Si on considère l’employé du point de vue du statut, précisément on ne considère pas son travail réel, mais seulement son emploi ou sa fonction. Quand le travail est réduit à un emploi, le travailleur, même s’il est le président d’une société, a le sentiment d’être un pion interchangeable. Car l’emploi qu’on fait de lui dépend aussi d’un système, d’une structure, d’une conjoncture. Ce qui explique qu’on observe une grande inquiétude même chez ceux qui sont en CDI. Parce que leur travail n’est pas reconnu en tant que tel, ils se sentent «jetables». En revanche, si c’est le travail lui-même qui est considéré, c’est très différent. Parce que s’il est reconnu, c’est précisément qu’il a un sens, qu’il est utile, c’est qu’il participe à une œuvre commune. Alors, on est beaucoup moins inquiet. On sait ce que l’on vaut et on sait qu’on pourrait être utile même ailleurs. Encore une fois, il faut le lien entre le travail et son utilité. La vraie assurance contre le stress, c’est de se savoir utile.
Dans les représentations collectives, le travail est souvent associé au salariat, à un lieu physique «le bureau», à des «horaires de travail», à un environnement formé de «collègues». Où s’arrête le travail? Que dire des pratiques artistiques, culturelles, associatives ou encore du travail domestique ou du bricolage le dimanche?

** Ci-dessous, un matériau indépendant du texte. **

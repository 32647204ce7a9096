//! A simple representation of color

use std::str::FromStr;

use crate::Error;

/// A datatype representing color.
///
/// This is a 32 bit RGBA value; it exists mainly to give component styles
/// a proper type.
#[derive(Clone, Copy, Debug, PartialEq, Eq, Hash)]
#[cfg_attr(feature = "serde", derive(serde::Serialize, serde::Deserialize))]
pub struct Color(u32);

impl Color {
    /// Create a color from a 32-bit rgba value (alpha as least significant byte).
    pub const fn rgba32(rgba: u32) -> Color {
        Color(rgba)
    }

    /// Create a color from a 24-bit rgb value (red most significant, blue least).
    pub const fn rgb24(rgb: u32) -> Color {
        Color::rgba32((rgb << 8) | 0xff)
    }

    /// Create an opaque color from 8 bit per sample RGB values.
    pub const fn rgb8(r: u8, g: u8, b: u8) -> Color {
        Color::rgba8(r, g, b, 0xff)
    }

    /// Create a color from 8 bit per sample RGBA values.
    pub const fn rgba8(r: u8, g: u8, b: u8, a: u8) -> Color {
        Color::rgba32(((r as u32) << 24) | ((g as u32) << 16) | ((b as u32) << 8) | (a as u32))
    }

    /// Create a color from three floating point values, each in the range 0.0 to 1.0.
    pub fn rgb(r: impl Into<f64>, g: impl Into<f64>, b: impl Into<f64>) -> Color {
        Color::rgb8(unit_to_u8(r.into()), unit_to_u8(g.into()), unit_to_u8(b.into()))
    }

    /// Parse a color from a `#rgb`, `#rrggbb` or `#rrggbbaa` string.
    ///
    /// The leading `#` is optional.
    pub fn from_hex(hex: &str) -> Result<Color, Error> {
        let digits = hex.trim().trim_start_matches('#');
        let err = || Error::InvalidColor(hex.to_string());
        if !digits.bytes().all(|b| b.is_ascii_hexdigit()) {
            return Err(err());
        }
        let value = u32::from_str_radix(digits, 16).map_err(|_| err())?;
        match digits.len() {
            3 => {
                let (r, g, b) = ((value >> 8) & 0xf, (value >> 4) & 0xf, value & 0xf);
                Ok(Color::rgb24(((r * 0x11) << 16) | ((g * 0x11) << 8) | (b * 0x11)))
            }
            6 => Ok(Color::rgb24(value)),
            8 => Ok(Color::rgba32(value)),
            _ => Err(err()),
        }
    }

    /// Change just the alpha value of a color.
    ///
    /// The `a` value represents alpha in the range 0.0 to 1.0.
    pub fn with_alpha(self, a: impl Into<f64>) -> Color {
        let a = unit_to_u8(a.into()) as u32;
        Color::rgba32((self.as_rgba32() & !0xff) | a)
    }

    /// Convert a color value to a 32-bit rgba value.
    pub const fn as_rgba32(self) -> u32 {
        self.0
    }

    /// Convert a color to its four 8 bit components.
    pub const fn as_rgba8(self) -> (u8, u8, u8, u8) {
        let rgba = self.0;
        (
            (rgba >> 24) as u8,
            ((rgba >> 16) & 0xff) as u8,
            ((rgba >> 8) & 0xff) as u8,
            (rgba & 0xff) as u8,
        )
    }

    /// The alpha component, in the range 0.0 to 1.0.
    pub fn alpha(self) -> f64 {
        (self.0 & 0xff) as f64 / 255.0
    }

    /// Opaque white.
    pub const WHITE: Color = Color::rgba32(0xff_ff_ff_ff);

    /// Opaque black.
    pub const BLACK: Color = Color::rgba32(0x00_00_00_ff);

    /// Fully transparent.
    pub const TRANSPARENT: Color = Color::rgba32(0);

    pub const GREY: Color = Color::rgb8(0x80, 0x80, 0x80);
    pub const LIGHT_GREY: Color = Color::rgb8(0xd3, 0xd3, 0xd3);
    pub const RED: Color = Color::rgb8(0xff, 0x00, 0x00);
    pub const GREEN: Color = Color::rgb8(0x00, 0x80, 0x00);
    pub const BLUE: Color = Color::rgb8(0x00, 0x00, 0xff);
    pub const YELLOW: Color = Color::rgb8(0xff, 0xff, 0x00);
    pub const TAN: Color = Color::rgb8(0xd2, 0xb4, 0x8c);
}

impl FromStr for Color {
    type Err = Error;

    fn from_str(s: &str) -> Result<Self, Self::Err> {
        Color::from_hex(s)
    }
}

fn unit_to_u8(x: f64) -> u8 {
    (x.clamp(0.0, 1.0) * 255.0).round() as u8
}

Une des thèses que j’essaie de défendre dans mon livre, c’est qu’il ne faut pas considérer le travail uniquement sous l’angle du travail en organisation ou du travail rémunéré. Une part très importante du travail que nous effectuons est non rémunérée, sans doute la moitié du travail que nous effectuons. Ça commence par le travail domestique, le plus capital pour construire une société, celui de la maison, qui se dit oikonomia en grec (oikos, maison et nomos, la règle) et qui a donné le mot économie. L’économie, c’est essentiellement la gestion de la maison! Heureusement qu’il y a du travail domestique qui fabrique des communautés familiales, crée des solidarités. C’est facile à constater: quand on dit par exemple que les familles ne remplissent plus leur mission d’éducation, l’Éducation nationale est en crise. Autrement dit le travail d’éducation qui devrait être fait dans une famille, n’est plus réalisé et l’Éducation nationale est incapable, faute de ressources, de temps et de compétences de le faire à la place des familles. On voit bien que c’est du travail dont on parle!

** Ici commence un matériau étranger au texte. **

impl RectangularLocations {
    pub fn new(origin: Point, cols: u32, rows: u32, interval: f64) -> RectangularLocations {
        RectangularLocations {
            origin,
            cols,
            rows,
            interval: Vec2::new(interval, interval),
            start: Corner::default(),
            direction: Direction::default(),
            pattern: Pattern::default(),
            offsets: RowColOffsets::default(),
        }
    }

    pub fn interval(mut self, x: f64, y: f64) -> Self {
        self.interval = Vec2::new(x, y);
        self
    }

    /// Start in `corner` heading `direction`.
    pub fn start(mut self, corner: Corner, direction: Direction) -> Self {
        self.start = corner;
        self.direction = direction;
        self
    }

    pub fn pattern(mut self, pattern: Pattern) -> Self {
        self.pattern = pattern;
        self
    }

    pub fn offsets(mut self, offsets: RowColOffsets) -> Self {
        self.offsets = offsets;
        self
    }

    fn validate(&self) -> Result<(), Error> {
        if self.cols == 0 || self.rows == 0 {
            return Err(Error::EmptyGrid);
        }
        ensure_positive("column interval", self.interval.x)?;
        ensure_positive("row interval", self.interval.y)?;
        if !self.start.exits().contains(&self.direction) {
            return Err(Error::IncompatibleDirection {
                start: self.start,
                direction: self.direction,
            });
        }
        Ok(())
    }

    fn corner_cell(&self) -> (i64, i64) {
        let (c, r) = (self.cols as i64, self.rows as i64);
        match self.start {
            Corner::NorthWest => (1, 1),
            Corner::NorthEast => (c, 1),
            Corner::SouthWest => (1, r),
            Corner::SouthEast => (c, r),
        }
    }

    /// The direction that moves from one line to the next.
    fn across(&self) -> Direction {
        let [a, b] = self.start.exits();
        if a == self.direction {
            b
        } else {
            a
        }
    }

    fn in_bounds(&self, (c, r): (i64, i64)) -> bool {
        c >= 1 && r >= 1 && c <= self.cols as i64 && r <= self.rows as i64
    }

    fn on_perimeter(&self, (c, r): (i64, i64)) -> bool {
        c == 1 || r == 1 || c == self.cols as i64 || r == self.rows as i64
    }

    /// The `(col, row)` pairs in traversal order.
    pub fn order(&self) -> Result<Vec<(u32, u32)>, Error> {
        self.validate()?;
        let cells = match self.pattern {
            Pattern::Default => self.lines(false),
            Pattern::Snake => self.lines(true),
            Pattern::Spiral => self.spiral(),
            Pattern::Outer => {
                let spiral = self.spiral();
                spiral
                    .into_iter()
                    .take_while(|cell| self.on_perimeter(*cell))
                    .collect()
            }
        };
        Ok(cells
            .into_iter()
            .map(|(c, r)| (c as u32, r as u32))
            .collect())
    }

    fn lines(&self, snake: bool) -> Vec<(i64, i64)> {
        let along = self.direction.step();
        let across = self.across().step();
        let (line_len, line_count) = match self.direction {
            Direction::East | Direction::West => (self.cols as i64, self.rows as i64),
            Direction::North | Direction::South => (self.rows as i64, self.cols as i64),
        };
        let (c0, r0) = self.corner_cell();
        let mut out = Vec::with_capacity((line_len * line_count) as usize);
        for k in 0..line_count {
            let (lc, lr) = (c0 + k * across.0, r0 + k * across.1);
            for i in 0..line_len {
                let i = if snake && k % 2 == 1 { line_len - 1 - i } else { i };
                out.push((lc + i * along.0, lr + i * along.1));
            }
        }
        out
    }

    /// Walk in the current direction until blocked by the edge or a visited
    /// cell, then turn towards the interior; stop when the turn is blocked too.
    fn spiral(&self) -> Vec<(i64, i64)> {
        let total = self.cols as usize * self.rows as usize;
        let turn: fn(Direction) -> Direction = if self.direction.clockwise() == self.across() {
            Direction::clockwise
        } else {
            Direction::anticlockwise
        };
        let mut visited = HashSet::with_capacity(total);
        let mut pos = self.corner_cell();
        let mut dir = self.direction;
        let mut out = Vec::with_capacity(total);
        visited.insert(pos);
        out.push(pos);
        let free = |p: (i64, i64), visited: &HashSet<(i64, i64)>| {
            self.in_bounds(p) && !visited.contains(&p)
        };
        loop {
            let (dc, dr) = dir.step();
            let next = (pos.0 + dc, pos.1 + dr);
            if free(next, &visited) {
                pos = next;
            } else {
                dir = turn(dir);
                let (dc, dr) = dir.step();
                let next = (pos.0 + dc, pos.1 + dr);
                if !free(next, &visited) {
                    break;
                }
                pos = next;
            }
            visited.insert(pos);
            out.push(pos);
        }
        out
    }

    /// The page position of a location, before traversal order is applied.
    pub fn point(&self, col: u32, row: u32) -> Point {
        self.origin
            + Vec2::new(
                (col - 1) as f64 * self.interval.x,
                (row - 1) as f64 * self.interval.y,
            )
            + self.offsets.displacement(col, row)
    }

    pub fn locations(&self) -> Result<Vec<Locale>, Error> {
        let locations: Vec<Locale> = self
            .order()?
            .into_iter()
            .enumerate()
            .map(|(i, (col, row))| Locale {
                col,
                row,
                id: i + 1,
                point: self.point(col, row),
                label: format!("{},{}", col, row),
            })
            .collect();
        log::debug!(
            "{:?} pattern from {:?} heading {} gives {} locations",
            self.pattern,
            self.start,
            self.direction,
            locations.len()
        );
        Ok(locations)
    }
}

/// Locations arranged in a triangle, like a rack of pool balls.
///
/// Row `k` holds `k` locations, `interval` apart and centred on the axis;
/// the apex (row 1) points in the `facing` direction.
#[derive(Clone, Debug, PartialEq)]
#[cfg_attr(feature = "serde", derive(serde::Serialize, serde::Deserialize))]
pub struct TriangularLocations {
    pub apex: Point,
    pub rows: u32,
    pub interval: f64,
    pub facing: Direction,
}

Il y a aussi le travail associatif bénévole, qui équivaut à presque un million d’emplois à plein-temps en France. Notre espace social et culturel ne fonctionnerait pas les 11 millions de bénévoles qui existent en France. Il y a encore le travail du consommateur que l’on a trop tendance à oublier. Ce sont les multiples tâches que nous réalisons pour coproduire les biens ou les services que nous achetons. Par exemple, nous remplissons notre réservoir à la pompe, ce que le pompiste ne fait plus. De même, lorsque nous remplissons notre feuille d’impôt, c’est un travail que ne remplit plus un fonctionnaire.
Il y a encore le travail sur internet via des communautés de partage où l’on s’échange des avis et des conseils, par exemple des recettes de cuisine, des modes d’emploi, des conseils. Nous prenons donc en charge une partie ce travail devenu considérable, mais notez qu’il disparaît des statistiques économiques! On estime que, pour un actif, 50% de son travail est du travail rémunéré et 50% est du travail non rémunéré.
En fait, on est beaucoup plus riche qu’on ne le croit!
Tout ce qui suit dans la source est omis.